## Task to complete
Exactly the lines from the start of the data below through the line containing "mod tracker;" must be returned, and no others.
── Records
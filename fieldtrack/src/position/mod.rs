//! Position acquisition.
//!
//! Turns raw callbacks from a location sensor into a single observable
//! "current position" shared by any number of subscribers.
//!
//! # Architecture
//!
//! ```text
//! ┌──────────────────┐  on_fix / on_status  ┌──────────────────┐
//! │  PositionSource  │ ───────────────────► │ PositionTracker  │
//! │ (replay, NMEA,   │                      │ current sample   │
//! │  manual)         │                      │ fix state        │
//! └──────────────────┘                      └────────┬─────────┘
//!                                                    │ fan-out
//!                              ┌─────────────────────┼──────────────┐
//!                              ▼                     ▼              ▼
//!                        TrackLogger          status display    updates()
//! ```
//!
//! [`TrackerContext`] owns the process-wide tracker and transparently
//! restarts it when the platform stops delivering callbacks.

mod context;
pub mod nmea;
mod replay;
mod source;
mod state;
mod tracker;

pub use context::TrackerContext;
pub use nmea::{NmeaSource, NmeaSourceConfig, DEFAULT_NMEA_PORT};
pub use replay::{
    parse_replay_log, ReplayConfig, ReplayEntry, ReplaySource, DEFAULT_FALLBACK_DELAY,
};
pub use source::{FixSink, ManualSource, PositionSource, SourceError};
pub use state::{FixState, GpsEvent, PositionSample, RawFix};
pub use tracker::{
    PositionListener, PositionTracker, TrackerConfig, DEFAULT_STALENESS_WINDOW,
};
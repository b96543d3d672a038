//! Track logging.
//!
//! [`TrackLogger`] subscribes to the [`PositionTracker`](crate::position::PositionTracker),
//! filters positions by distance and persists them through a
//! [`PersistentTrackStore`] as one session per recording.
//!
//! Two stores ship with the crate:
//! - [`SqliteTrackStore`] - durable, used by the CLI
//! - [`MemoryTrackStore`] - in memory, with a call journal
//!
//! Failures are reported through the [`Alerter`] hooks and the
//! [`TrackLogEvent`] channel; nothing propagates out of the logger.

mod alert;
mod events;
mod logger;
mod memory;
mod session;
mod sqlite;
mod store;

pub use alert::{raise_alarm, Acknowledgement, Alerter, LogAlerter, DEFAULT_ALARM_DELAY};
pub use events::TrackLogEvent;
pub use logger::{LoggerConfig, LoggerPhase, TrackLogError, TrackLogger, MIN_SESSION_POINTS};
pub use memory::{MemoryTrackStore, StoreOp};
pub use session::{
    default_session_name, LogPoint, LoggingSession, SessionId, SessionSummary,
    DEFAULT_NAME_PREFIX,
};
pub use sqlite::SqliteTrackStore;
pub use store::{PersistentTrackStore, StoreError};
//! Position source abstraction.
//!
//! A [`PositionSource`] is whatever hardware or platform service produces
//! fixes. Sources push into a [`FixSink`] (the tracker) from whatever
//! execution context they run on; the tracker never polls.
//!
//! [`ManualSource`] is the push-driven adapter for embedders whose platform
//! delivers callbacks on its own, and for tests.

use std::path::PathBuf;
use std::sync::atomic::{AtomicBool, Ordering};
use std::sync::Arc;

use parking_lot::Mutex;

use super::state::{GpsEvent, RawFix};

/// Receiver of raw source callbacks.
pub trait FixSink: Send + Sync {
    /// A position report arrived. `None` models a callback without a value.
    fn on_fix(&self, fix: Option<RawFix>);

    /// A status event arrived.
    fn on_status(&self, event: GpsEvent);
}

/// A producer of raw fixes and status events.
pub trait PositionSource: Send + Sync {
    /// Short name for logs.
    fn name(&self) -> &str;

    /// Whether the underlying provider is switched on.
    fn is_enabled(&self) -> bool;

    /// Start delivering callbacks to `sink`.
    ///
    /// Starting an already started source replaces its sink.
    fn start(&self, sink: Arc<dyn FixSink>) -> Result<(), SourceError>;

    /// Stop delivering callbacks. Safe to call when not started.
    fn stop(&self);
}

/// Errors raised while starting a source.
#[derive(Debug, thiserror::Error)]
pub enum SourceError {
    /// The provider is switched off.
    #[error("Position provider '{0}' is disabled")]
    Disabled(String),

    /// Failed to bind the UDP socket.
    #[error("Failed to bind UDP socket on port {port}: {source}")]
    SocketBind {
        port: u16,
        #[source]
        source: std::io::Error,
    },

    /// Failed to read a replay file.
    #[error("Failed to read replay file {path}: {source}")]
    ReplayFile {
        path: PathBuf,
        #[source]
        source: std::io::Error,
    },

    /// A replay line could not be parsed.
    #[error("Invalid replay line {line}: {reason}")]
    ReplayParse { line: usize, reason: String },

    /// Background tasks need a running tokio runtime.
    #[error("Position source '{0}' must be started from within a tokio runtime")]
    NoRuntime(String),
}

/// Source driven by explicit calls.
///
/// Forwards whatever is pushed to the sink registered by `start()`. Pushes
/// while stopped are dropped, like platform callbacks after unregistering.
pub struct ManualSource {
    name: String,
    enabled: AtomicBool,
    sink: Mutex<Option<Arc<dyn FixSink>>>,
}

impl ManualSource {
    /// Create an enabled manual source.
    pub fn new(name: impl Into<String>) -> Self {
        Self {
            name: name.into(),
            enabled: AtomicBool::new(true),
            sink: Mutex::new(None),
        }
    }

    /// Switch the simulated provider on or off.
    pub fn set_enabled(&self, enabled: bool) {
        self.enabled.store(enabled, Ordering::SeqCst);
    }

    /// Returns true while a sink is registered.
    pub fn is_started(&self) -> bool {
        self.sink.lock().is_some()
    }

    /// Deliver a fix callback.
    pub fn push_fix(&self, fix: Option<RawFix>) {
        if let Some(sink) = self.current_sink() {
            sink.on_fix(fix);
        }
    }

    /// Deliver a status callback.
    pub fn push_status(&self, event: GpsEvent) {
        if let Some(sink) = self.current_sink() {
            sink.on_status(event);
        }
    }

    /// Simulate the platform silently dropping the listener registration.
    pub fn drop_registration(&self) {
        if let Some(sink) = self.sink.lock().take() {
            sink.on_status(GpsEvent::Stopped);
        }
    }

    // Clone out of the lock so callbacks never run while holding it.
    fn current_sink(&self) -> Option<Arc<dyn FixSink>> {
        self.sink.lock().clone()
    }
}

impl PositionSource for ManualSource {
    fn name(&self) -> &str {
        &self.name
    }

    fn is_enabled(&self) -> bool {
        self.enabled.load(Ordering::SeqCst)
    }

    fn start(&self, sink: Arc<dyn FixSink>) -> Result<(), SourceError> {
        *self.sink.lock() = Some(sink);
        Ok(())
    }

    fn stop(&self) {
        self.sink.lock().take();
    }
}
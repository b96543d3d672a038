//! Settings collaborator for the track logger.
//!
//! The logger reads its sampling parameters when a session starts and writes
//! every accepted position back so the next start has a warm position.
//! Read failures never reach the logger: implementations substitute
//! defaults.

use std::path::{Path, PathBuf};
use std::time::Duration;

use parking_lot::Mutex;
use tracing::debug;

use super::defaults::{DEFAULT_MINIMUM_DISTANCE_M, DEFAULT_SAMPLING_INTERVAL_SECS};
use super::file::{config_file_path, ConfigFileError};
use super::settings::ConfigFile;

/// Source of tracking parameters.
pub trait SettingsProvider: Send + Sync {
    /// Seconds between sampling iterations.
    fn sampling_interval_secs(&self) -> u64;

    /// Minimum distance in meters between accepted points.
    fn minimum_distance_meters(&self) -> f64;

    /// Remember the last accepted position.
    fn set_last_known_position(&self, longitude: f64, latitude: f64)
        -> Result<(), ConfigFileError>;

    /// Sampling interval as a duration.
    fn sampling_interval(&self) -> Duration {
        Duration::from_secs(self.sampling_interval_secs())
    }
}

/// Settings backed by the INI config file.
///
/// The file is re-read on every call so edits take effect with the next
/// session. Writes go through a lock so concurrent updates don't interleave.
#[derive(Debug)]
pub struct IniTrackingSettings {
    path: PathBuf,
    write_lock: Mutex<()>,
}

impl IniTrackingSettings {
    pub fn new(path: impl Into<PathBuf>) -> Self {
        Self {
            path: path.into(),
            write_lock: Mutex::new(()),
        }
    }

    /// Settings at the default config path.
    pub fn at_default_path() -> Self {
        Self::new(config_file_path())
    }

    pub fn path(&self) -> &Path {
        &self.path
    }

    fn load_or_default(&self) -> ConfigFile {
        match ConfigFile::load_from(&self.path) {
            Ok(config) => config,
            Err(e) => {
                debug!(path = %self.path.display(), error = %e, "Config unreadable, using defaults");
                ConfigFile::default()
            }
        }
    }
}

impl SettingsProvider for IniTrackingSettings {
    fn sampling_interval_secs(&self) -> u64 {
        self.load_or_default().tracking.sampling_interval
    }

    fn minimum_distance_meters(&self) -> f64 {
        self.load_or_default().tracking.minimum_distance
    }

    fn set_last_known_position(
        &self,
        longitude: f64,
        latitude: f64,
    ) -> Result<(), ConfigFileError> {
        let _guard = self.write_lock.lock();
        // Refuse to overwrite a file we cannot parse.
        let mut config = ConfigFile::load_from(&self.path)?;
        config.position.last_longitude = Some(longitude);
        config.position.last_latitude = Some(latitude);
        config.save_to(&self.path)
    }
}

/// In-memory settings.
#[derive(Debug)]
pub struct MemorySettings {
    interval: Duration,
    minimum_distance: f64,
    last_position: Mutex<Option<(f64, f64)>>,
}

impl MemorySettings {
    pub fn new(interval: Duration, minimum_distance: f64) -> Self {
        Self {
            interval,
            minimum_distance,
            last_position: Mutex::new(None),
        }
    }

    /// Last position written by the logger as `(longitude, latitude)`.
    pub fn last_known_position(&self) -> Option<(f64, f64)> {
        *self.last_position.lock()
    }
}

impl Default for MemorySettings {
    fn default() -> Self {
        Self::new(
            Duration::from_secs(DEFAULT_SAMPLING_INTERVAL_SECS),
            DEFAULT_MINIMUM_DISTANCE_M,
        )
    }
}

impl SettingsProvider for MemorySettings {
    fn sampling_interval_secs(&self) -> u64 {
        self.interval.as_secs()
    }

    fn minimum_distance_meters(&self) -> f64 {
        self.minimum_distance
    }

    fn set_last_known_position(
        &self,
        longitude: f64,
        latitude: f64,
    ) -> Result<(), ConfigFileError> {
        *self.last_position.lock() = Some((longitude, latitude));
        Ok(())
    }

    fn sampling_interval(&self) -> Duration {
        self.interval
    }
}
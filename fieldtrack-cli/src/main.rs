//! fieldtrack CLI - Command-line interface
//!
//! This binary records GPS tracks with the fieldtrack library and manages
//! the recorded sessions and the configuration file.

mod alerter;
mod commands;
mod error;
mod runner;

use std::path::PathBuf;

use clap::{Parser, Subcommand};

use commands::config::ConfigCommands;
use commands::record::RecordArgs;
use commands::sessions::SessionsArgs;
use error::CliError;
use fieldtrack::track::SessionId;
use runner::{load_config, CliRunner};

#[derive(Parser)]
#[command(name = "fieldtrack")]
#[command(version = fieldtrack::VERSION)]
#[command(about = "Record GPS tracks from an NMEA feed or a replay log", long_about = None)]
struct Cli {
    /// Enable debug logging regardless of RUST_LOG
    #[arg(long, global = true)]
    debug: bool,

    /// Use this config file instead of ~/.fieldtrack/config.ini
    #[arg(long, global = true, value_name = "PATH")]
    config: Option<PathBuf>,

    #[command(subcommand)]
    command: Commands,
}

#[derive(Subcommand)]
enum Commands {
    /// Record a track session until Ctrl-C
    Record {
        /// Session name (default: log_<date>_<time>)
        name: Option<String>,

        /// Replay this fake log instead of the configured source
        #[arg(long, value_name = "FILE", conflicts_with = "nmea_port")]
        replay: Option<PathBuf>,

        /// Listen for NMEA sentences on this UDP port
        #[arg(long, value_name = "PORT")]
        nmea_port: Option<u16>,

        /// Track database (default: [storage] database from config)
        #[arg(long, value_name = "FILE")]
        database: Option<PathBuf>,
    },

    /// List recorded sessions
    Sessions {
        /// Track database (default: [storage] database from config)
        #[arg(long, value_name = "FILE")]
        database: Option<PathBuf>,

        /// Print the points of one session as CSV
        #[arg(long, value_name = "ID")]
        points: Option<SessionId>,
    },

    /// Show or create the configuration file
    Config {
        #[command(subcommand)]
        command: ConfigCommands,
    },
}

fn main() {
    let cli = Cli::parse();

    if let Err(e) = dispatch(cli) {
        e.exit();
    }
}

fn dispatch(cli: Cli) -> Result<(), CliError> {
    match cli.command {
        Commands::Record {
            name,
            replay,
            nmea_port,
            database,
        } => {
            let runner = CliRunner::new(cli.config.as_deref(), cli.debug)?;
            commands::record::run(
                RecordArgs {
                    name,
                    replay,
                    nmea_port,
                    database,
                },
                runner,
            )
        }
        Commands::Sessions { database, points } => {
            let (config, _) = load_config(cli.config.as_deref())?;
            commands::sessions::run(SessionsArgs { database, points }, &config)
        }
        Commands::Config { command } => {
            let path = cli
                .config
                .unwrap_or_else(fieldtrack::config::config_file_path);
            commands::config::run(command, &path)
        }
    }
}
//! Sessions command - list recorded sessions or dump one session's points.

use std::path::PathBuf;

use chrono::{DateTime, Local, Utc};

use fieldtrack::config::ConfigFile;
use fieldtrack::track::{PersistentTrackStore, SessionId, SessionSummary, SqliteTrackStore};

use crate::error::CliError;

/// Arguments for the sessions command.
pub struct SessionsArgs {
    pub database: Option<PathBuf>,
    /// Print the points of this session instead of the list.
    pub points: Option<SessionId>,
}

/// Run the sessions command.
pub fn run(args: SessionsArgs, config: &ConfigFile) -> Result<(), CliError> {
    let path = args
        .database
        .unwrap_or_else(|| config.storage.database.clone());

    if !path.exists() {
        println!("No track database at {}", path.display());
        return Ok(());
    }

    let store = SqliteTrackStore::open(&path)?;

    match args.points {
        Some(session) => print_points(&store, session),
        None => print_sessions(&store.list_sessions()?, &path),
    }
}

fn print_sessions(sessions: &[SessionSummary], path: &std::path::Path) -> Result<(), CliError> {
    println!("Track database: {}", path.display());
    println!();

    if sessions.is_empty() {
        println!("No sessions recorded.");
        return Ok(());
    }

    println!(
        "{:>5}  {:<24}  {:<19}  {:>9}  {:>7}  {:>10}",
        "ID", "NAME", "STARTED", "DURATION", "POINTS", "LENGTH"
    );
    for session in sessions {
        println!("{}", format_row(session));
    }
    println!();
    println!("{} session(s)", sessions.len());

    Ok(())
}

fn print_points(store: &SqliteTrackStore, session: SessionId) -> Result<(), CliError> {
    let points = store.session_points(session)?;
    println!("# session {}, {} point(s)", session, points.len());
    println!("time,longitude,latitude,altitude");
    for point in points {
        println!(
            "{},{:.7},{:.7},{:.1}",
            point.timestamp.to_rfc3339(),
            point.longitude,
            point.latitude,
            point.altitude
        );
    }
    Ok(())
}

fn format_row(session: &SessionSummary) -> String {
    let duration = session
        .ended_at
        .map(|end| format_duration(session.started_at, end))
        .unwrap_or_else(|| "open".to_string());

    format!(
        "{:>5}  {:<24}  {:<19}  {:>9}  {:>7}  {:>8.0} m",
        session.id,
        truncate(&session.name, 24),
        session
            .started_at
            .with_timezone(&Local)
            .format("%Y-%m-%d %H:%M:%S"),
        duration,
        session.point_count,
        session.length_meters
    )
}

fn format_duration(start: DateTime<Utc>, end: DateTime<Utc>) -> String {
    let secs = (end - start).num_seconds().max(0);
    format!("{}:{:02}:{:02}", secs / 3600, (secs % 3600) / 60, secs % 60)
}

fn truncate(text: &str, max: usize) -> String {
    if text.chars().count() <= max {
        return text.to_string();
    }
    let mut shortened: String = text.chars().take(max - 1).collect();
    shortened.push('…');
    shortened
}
────
## Expected answer
filename fieldtrack/src/position/mod.rs
//! Position acquisition.
//!
//! Turns raw callbacks from a location sensor into a single observable
//! "current position" shared by any number of subscribers.
//!
//! # Architecture
//!
//! ```text
//! ┌──────────────────┐  on_fix / on_status  ┌──────────────────┐
//! │  PositionSource  │ ───────────────────► │ PositionTracker  │
//! │ (replay, NMEA,   │                      │ current sample   │
//! │  manual)         │                      │ fix state        │
//! └──────────────────┘                      └────────┬─────────┘
//!                                                    │ fan-out
//!                              ┌─────────────────────┼──────────────┐
//!                              ▼                     ▼              ▼
//!                        TrackLogger          status display    updates()
//! ```
//!
//! [`TrackerContext`] owns the process-wide tracker and transparently
//! restarts it when the platform stops delivering callbacks.

mod context;
pub mod nmea;
mod replay;
mod source;
mod state;
mod tracker;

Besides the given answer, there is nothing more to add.